But our community fell apart in the early 80’s, people moved into town for better paying jobs or went back to college following the trends of the Reagan years. And I kind of hung in there. In about 1987 those trends started reversing and new people started joining our community again. We started getting much more serious about farming again and developing our markets more. So the 90’s were a building phase for us again. Our community grew and our farm operation grew. In the meantime the Northeast network of farms was rapidly improving and there was a really good Organic certification program in each state developing. Suddenly the Ag schools were forced to take Organic farming more seriously. We started noticing that they were starting to have meetings at places like Cornell University. So looking at that compared to the early 80’s when they were laughing at the concept of commercial organic farming. They would say organic gardening is ok for the backyard but it is impractical to try to feed the world with organic farming. That seemed to be the general consensus with Ag schools and things. By the early 90’s young, brilliant students and their new ideas about organic farming were replacing the old, stick in the mud professors. And I remember there was this group of undergrads and graduate students at Cornell that formed the Sustainable Agriculture Research Collective to do sustainable research on their own, and all kinds of things like this started happening and building in the early 90’s.



What is it about the Piedmont area of North Carolina that made you decide to farm and live here?
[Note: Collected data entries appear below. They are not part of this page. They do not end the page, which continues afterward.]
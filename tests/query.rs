#[cfg(test)]
mod tests {
    use std::{cmp::Ordering, path::PathBuf};
    use trove::{
        Attachment, Base, Column, ColumnKind, Config, Entity, Field, Location, Model, Orderby,
        Pager, Record, Recovery, Result, Row, RowId, StoreError, StoredRow, Value, Where, columns,
    };

    #[derive(Debug)]
    struct Score {
        base: Base,
        id: Field<i32>,
        player: Field<String>,
        points: Field<f64>,
    }

    impl Default for Score {
        fn default() -> Self {
            Self {
                base: Base::default(),
                id: Field::new("id", 0),
                player: Field::new("player", String::new()),
                points: Field::new("points", 0.0),
            }
        }
    }

    impl Entity for Score {
        type Id = i32;
        type Input = (i32, &'static str, f64);

        const NAME: &'static str = "Score";
        const COLUMNS: &'static [Column<Self>] = columns![Score: id, player, points];

        fn base(&self) -> &Base {
            &self.base
        }
        fn id(&mut self) -> i32 {
            *self.id.read(&self.base)
        }
        fn awake(&mut self, (id, player, points): Self::Input) -> Result<()> {
            self.id.write(id, &self.base);
            self.player.write(player.into(), &self.base);
            self.points.write(points, &self.base);
            Ok(())
        }
    }

    fn attached(id: i64, player: &str, points: f64) -> Score {
        let score = Score::default();
        score.attach(Attachment::new(StoredRow {
            row_id: RowId(id),
            row: Row::from(Record::from([
                ("id".to_string(), Value::Int64(id)),
                ("player".to_string(), Value::from(player)),
                ("points".to_string(), Value::Float64(points)),
            ])),
        }));
        score
    }

    #[test]
    fn where_clause() {
        let filter = Where::with("\"points\" > ? AND \"player\" <> ?")
            .arg(10)
            .arg("bot");
        assert_eq!(filter.format(), "\"points\" > ? AND \"player\" <> ?");
        assert_eq!(filter.args(), [Value::Int64(10), Value::from("bot")]);
        assert_eq!(
            filter.to_string(),
            "\"points\" > ? AND \"player\" <> ? [10, \"bot\"]"
        );
        let filter = Where::id_equals("weird\"key", "x");
        assert_eq!(filter.format(), "\"weird\"\"key\" = ?");
        assert_eq!(Where::with("1 = 1").to_string(), "1 = 1");
        let filter = Where::row_identity(RowId(7), "id", "abc");
        assert_eq!(filter.format(), "rowid = ? AND \"id\" IS ?");
        assert_eq!(filter.args(), [Value::Int64(7), Value::from("abc")]);
    }

    #[test]
    fn pager() {
        let pager = Pager::new(3, 20);
        assert_eq!(pager.offset(), 60);
        assert_eq!(pager.limit(), 20);
        assert_eq!(Pager::new(0, 5).offset(), 0);
        assert_eq!(Pager::new(u64::MAX, 2).offset(), u64::MAX);
    }

    #[test]
    fn orderby() {
        let orderby = Orderby::descending("points").then("player", true);
        assert_eq!(orderby.to_string(), "points DESC, player ASC");
        assert_eq!(
            orderby.pairs(),
            [("points".to_string(), false), ("player".to_string(), true)]
        );
        assert_eq!(
            orderby.compare(
                &[Value::Float64(5.0), Value::from("a")],
                &[Value::Int64(5), Value::from("b")]
            ),
            Ordering::Less
        );
        assert_eq!(
            orderby.compare(&[Value::Null], &[Value::Int64(1)]),
            Ordering::Greater
        );

        let scores = vec![
            attached(1, "carl", 12.0),
            attached(2, "anna", 30.5),
            attached(3, "bert", 12.0),
            Score::from_input((4, "dora", 30.5)).unwrap(),
        ];
        let mut sorted = orderby.sort(scores).expect("Failed to sort the scores");
        let players = sorted
            .iter_mut()
            .map(|s| s.player.read(&s.base).clone())
            .collect::<Vec<_>>();
        assert_eq!(players, ["anna", "dora", "bert", "carl"]);
        assert!(sorted.iter().all(|s| s.points.is_loaded()));

        let unsorted = vec![attached(1, "carl", 12.0), attached(2, "anna", 30.5)];
        let mut same = Orderby::default()
            .sort(unsorted)
            .expect("An empty orderby keeps the order");
        assert_eq!(same[0].id(), 1);
        let error = Orderby::ascending("height")
            .sort(vec![attached(1, "carl", 12.0)])
            .expect_err("Unknown keys cannot be sorted");
        assert!(error.to_string().contains("height"));
    }

    #[test]
    fn model() {
        let model: Model = serde_json::from_str(
            r#"{
                "name": "arcade",
                "entities": [
                    { "name": "Score", "columns": [
                        { "name": "id", "type": "integer" },
                        { "name": "points", "type": "float" }
                    ] },
                    { "name": "Empty" }
                ]
            }"#,
        )
        .expect("Failed to parse the model");
        assert_eq!(
            model,
            Model::new("arcade")
                .with_entity("Score")
                .with_column("id", ColumnKind::Integer)
                .with_column("points", ColumnKind::Float)
                .with_entity("Empty")
        );
        let score = model.entity("Score").expect("Score is declared");
        assert_eq!(
            score.column("points").map(|c| c.kind),
            Some(ColumnKind::Float)
        );
        let error = model.entity("Level").expect_err("Level is not declared");
        assert_eq!(
            StoreError::kind_of(&error),
            Some(&StoreError::EntityNotFound {
                entity: "Level".into()
            })
        );
        let error = Model::load("/nonexistent/models", "arcade").expect_err("No such model");
        assert!(StoreError::is(&error, |e| matches!(
            e,
            StoreError::ModelNotFound { .. }
        )));
    }

    #[test]
    fn config() {
        let config = Config::new("arcade");
        assert_eq!(config.recovery, Recovery::Fail);
        assert_eq!(config.thread_name(), "trove-arcade");
        let config = config
            .with_model_dir("models")
            .with_directory("/var/lib/arcade")
            .with_recovery(Recovery::Recreate);
        assert_eq!(config.model_dir, PathBuf::from("models"));
        assert_eq!(
            config.database_path(),
            Some(PathBuf::from("/var/lib/arcade/arcade.db"))
        );
        let config = config.in_memory();
        assert_eq!(config.location, Location::Memory);
        assert_eq!(config.database_path(), None);
    }
}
I moved down here in 1999 to Blue Heron Community outside of Pittsboro North Carolina. I was attracted to the dense population of Organic farms in the area. And the farming community here is very important to me. The Sustainable Farming program was already going and I was suspecting there might be some teaching opportunities for me there. So by the fall of 2000 I started to do a little teaching at the college. I had my own field trip class and starting teaching the Organic Vegetable Production class in 2001 with Tony Kleese and have been teaching that ever since. So I knew the education was important to me. In 2006 the Piedmont Bio fuels people asked me to consult for them helping get some oilseed crops going. The more I worked with them the more I appreciated their energy and really strong commitment to seeing sustainable farming rapidly blossom in this area. I knew there was land available so I started farming here at the Bio farm in 2006. We’re growing on about two and a half acres now. We are mainly a production farm but I am gradually doing more and more research, more variety trials, and more breeding work.



What are some of your favorite varieties that you have found that grow absolutely best here and thrive in this climate?

It is sort of more what grows well in this climate than what grows well on these soils around here. That is the biggest factor that I had to learn when I moved down here. I’ll talk about a few of the more popular crops here.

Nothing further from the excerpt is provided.